The problem is that T
in this case is "some type that conforms to NonFunkyProtocol
". weeProp
is also "something that conforms to NonFunkyProtocol
" but there's nothing that says that weeProp
is of type T
.
Consider the following case:
extension Int: NonFunkyProtocol {}
extension String: NonFunkyProtocol {}
Both Int and String conform.
Now I construct a WeeStruct with a String:
let wee = WeeStruct(weeProp: "")
And I call funky
with a function that requires an Int (since Int a conforming type, it can be T
):
wee.funky { (int: Int) -> Void in print(int + 1) }
So this would pass ""
to the closure.
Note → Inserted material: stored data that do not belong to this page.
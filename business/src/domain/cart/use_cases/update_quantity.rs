use async_trait::async_trait;

use crate::domain::cart::errors::CartError;
use crate::domain::cart::model::{Cart, LineItemId};
use crate::domain::shared::value_objects::SessionKey;

pub struct UpdateCartItemQuantityParams {
    pub session: SessionKey,
    pub line_id: LineItemId,
    /// Zero or negative removes the line.
    pub quantity: i64,
}

#[async_trait]
pub trait UpdateCartItemQuantityUseCase: Send + Sync {
    async fn execute(&self, params: UpdateCartItemQuantityParams) -> Result<Cart, CartError>;
}
//! Mockall doubles for the ports, shared by the use case tests.

use std::sync::Arc;

use async_trait::async_trait;
use mockall::mock;
use url::Url;

use crate::domain::cart::errors::CartError;
use crate::domain::cart::model::{Cart, CartId, CartLineInput, CartLineUpdate, LineItemId};
use crate::domain::cart::repository::CartSessionRepository;
use crate::domain::cart::services::CartGateway;
use crate::domain::cart::use_cases::add_catalog_product::{
    AddCatalogProductParams, AddCatalogProductUseCase,
};
use crate::domain::cart::use_cases::add_item::{AddCartItemParams, AddCartItemUseCase};
use crate::domain::cart::use_cases::get_checkout_url::{
    GetCheckoutUrlParams, GetCheckoutUrlUseCase,
};
use crate::domain::cart::use_cases::remove_item::{RemoveCartItemParams, RemoveCartItemUseCase};
use crate::domain::cart::use_cases::resolve::{ResolveCartParams, ResolveCartUseCase};
use crate::domain::cart::use_cases::update_quantity::{
    UpdateCartItemQuantityParams, UpdateCartItemQuantityUseCase,
};
use crate::domain::catalog::model::{CatalogProduct, ProductCategory, StorefrontProduct};
use crate::domain::catalog::repository::CatalogRepository;
use crate::domain::catalog::services::StorefrontProductGateway;
use crate::domain::errors::{CommerceError, RepositoryError};
use crate::domain::logger::Logger;
use crate::domain::shared::value_objects::SessionKey;

mock! {
    pub Gateway {}

    #[async_trait]
    impl CartGateway for Gateway {
        async fn create_cart(&self) -> Result<Cart, CommerceError>;
        async fn get_cart(&self, id: &CartId) -> Result<Option<Cart>, CommerceError>;
        async fn add_lines(&self, id: &CartId, lines: &[CartLineInput]) -> Result<Cart, CommerceError>;
        async fn update_lines(&self, id: &CartId, lines: &[CartLineUpdate]) -> Result<Cart, CommerceError>;
        async fn remove_lines(&self, id: &CartId, line_ids: &[LineItemId]) -> Result<Cart, CommerceError>;
    }
}

mock! {
    pub SessionRepo {}

    #[async_trait]
    impl CartSessionRepository for SessionRepo {
        async fn find_cart_id(&self, session: &SessionKey) -> Result<Option<CartId>, RepositoryError>;
        async fn save_cart_id(&self, session: &SessionKey, cart_id: &CartId) -> Result<(), RepositoryError>;
    }
}

mock! {
    pub CatalogRepo {}

    #[async_trait]
    impl CatalogRepository for CatalogRepo {
        async fn get_all(&self) -> Result<Vec<CatalogProduct>, RepositoryError>;
        async fn get_by_slug(&self, slug: &str) -> Result<Option<CatalogProduct>, RepositoryError>;
        async fn get_by_id(&self, id: &str) -> Result<Option<CatalogProduct>, RepositoryError>;
        async fn get_by_category(&self, category: &ProductCategory) -> Result<Vec<CatalogProduct>, RepositoryError>;
    }
}

mock! {
    pub ProductGateway {}

    #[async_trait]
    impl StorefrontProductGateway for ProductGateway {
        async fn product_by_handle(&self, handle: &str) -> Result<Option<StorefrontProduct>, CommerceError>;
        async fn all_products(&self) -> Result<Vec<StorefrontProduct>, CommerceError>;
    }
}

mock! {
    pub Log {}

    impl Logger for Log {
        fn info(&self, message: &str);
        fn warn(&self, message: &str);
        fn error(&self, message: &str);
        fn debug(&self, message: &str);
    }
}

pub fn mock_logger() -> Arc<dyn Logger> {
    let mut logger = MockLog::new();
    logger.expect_info().returning(|_| ());
    logger.expect_warn().returning(|_| ());
    logger.expect_error().returning(|_| ());
    logger.expect_debug().returning(|_| ());
    Arc::new(logger)
}

pub fn test_session() -> SessionKey {
    SessionKey::new("test-session")
}

mock! {
    pub Resolver {}

    #[async_trait]
    impl ResolveCartUseCase for Resolver {
        async fn execute(&self, params: ResolveCartParams) -> Result<Cart, CartError>;
    }
}

mock! {
    pub AddItem {}

    #[async_trait]
    impl AddCartItemUseCase for AddItem {
        async fn execute(&self, params: AddCartItemParams) -> Result<Cart, CartError>;
    }
}

mock! {
    pub RemoveItem {}

    #[async_trait]
    impl RemoveCartItemUseCase for RemoveItem {
        async fn execute(&self, params: RemoveCartItemParams) -> Result<Cart, CartError>;
    }
}

/// Resolver that always hands back `cart`.
pub fn resolving_to(cart: Cart) -> Arc<dyn ResolveCartUseCase> {
    let mut resolver = MockResolver::new();
    resolver
        .expect_execute()
        .returning(move |_| Ok(cart.clone()));
    Arc::new(resolver)
}

/// Resolver whose cart creation keeps failing.
pub fn failing_resolver() -> Arc<dyn ResolveCartUseCase> {
    let mut resolver = MockResolver::new();
    resolver
        .expect_execute()
        .returning(|_| Err(CartError::RemoteCallFailed(CommerceError::Transport("connection refused".to_string()))));
    Arc::new(resolver)
}

mock! {
    pub UpdateQuantity {}

    #[async_trait]
    impl UpdateCartItemQuantityUseCase for UpdateQuantity {
        async fn execute(&self, params: UpdateCartItemQuantityParams) -> Result<Cart, CartError>;
    }
}

mock! {
    pub AddCatalogProduct {}

    #[async_trait]
    impl AddCatalogProductUseCase for AddCatalogProduct {
        async fn execute(&self, params: AddCatalogProductParams) -> Result<Cart, CartError>;
    }
}

mock! {
    pub CheckoutUrl {}

    #[async_trait]
    impl GetCheckoutUrlUseCase for CheckoutUrl {
        async fn execute(&self, params: GetCheckoutUrlParams) -> Option<Url>;
    }
}
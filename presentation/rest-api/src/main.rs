use dotenvy::dotenv;

mod api;
mod config;
mod setup;

use config::{app_config::AppConfig, database_config};
use setup::{dependency_injection::DependencyContainer, server::Server};

/// Storefront cart service
///
/// Wires the hexagonal layers and starts the HTTP server:
/// - config/: environment configuration (server, CORS, database, storefront, cart)
/// - setup/: dependency injection and server setup
/// - api/: route handlers, DTOs and error mapping
#[tokio::main]
async fn main() -> anyhow::Result<()> {
    // 1. Initialize tracing with RUST_LOG env filter
    let env_filter = tracing_subscriber::EnvFilter::try_from_default_env()
        .unwrap_or_else(|_| tracing_subscriber::EnvFilter::new("info"));
    tracing_subscriber::fmt().with_env_filter(env_filter).init();

    // 2. Load environment variables
    dotenv().ok();

    // 3. Load configuration
    let config = AppConfig::from_env();

    // 4. Initialize database and apply migrations
    let pool = database_config::init_database().await?;

    // 5. Wire dependencies
    let container = DependencyContainer::new(pool, &config.storefront, &config.cart).await?;

    // 6. Run server
    Server::run(config, container).await?;

    Ok(())
}
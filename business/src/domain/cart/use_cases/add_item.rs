use async_trait::async_trait;

use crate::domain::cart::errors::CartError;
use crate::domain::cart::model::{Cart, VariantId};
use crate::domain::shared::value_objects::SessionKey;

pub struct AddCartItemParams {
    pub session: SessionKey,
    pub variant_id: VariantId,
    pub quantity: i64,
}

#[async_trait]
pub trait AddCartItemUseCase: Send + Sync {
    async fn execute(&self, params: AddCartItemParams) -> Result<Cart, CartError>;
}
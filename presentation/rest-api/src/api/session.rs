use business::domain::cart::errors::CartError;
use business::domain::shared::value_objects::SessionKey;

/// Header carrying the visitor's cart session key.
pub const SESSION_HEADER: &str = "X-Cart-Session";

/// Session key for a cart request. Visitors without a key get a fresh one,
/// which is echoed back in the response so the caller can keep it.
pub fn resolve_session(header: Option<&str>) -> Result<SessionKey, CartError> {
    match present(header) {
        Some(raw) => SessionKey::parse(raw).ok_or(CartError::InvalidSession),
        None => Ok(SessionKey::generate()),
    }
}

/// Whether `resolve_session` will issue a fresh key for this header.
pub fn is_new_session(header: Option<&str>) -> bool {
    present(header).is_none()
}

fn present(header: Option<&str>) -> Option<&str> {
    header.map(str::trim).filter(|h| !h.is_empty())
}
How can that work?
So you either need to require the closure handle any NonFunkyProtocol
(I strongly suspect this is what you mean):
func funky(_ closure: (NonFunkyProtocol) -> Void)
Or you need to nail down weeProp
to T
by making T
an associatedtype:
protocol FunkyProtocol {
associatedtype T: NonFunkyProtocol
func funky(_ closure: (T) -> Void)
}
struct WeeStruct<T:NonFunkyProtocol>: FunkyProtocol {
let weeProp: T
func funky(_ closure: (T) -> Void) {
closure(weeProp)
}
}
I would be very careful before adding an associatedtype, though. That completely changes the nature of FunkyProtocol.
If FunkyProtocol really is just this one requirement, you should also ask what it's solving versus just a function. Why pass around WeeStruct
with all its protocol baggage, when you could just use the wee.funky
function directly? Are there protocol extension on FunkyProtocol? If you can't write generic algorithms against FunkyProtocol, it probably should't be a protocol.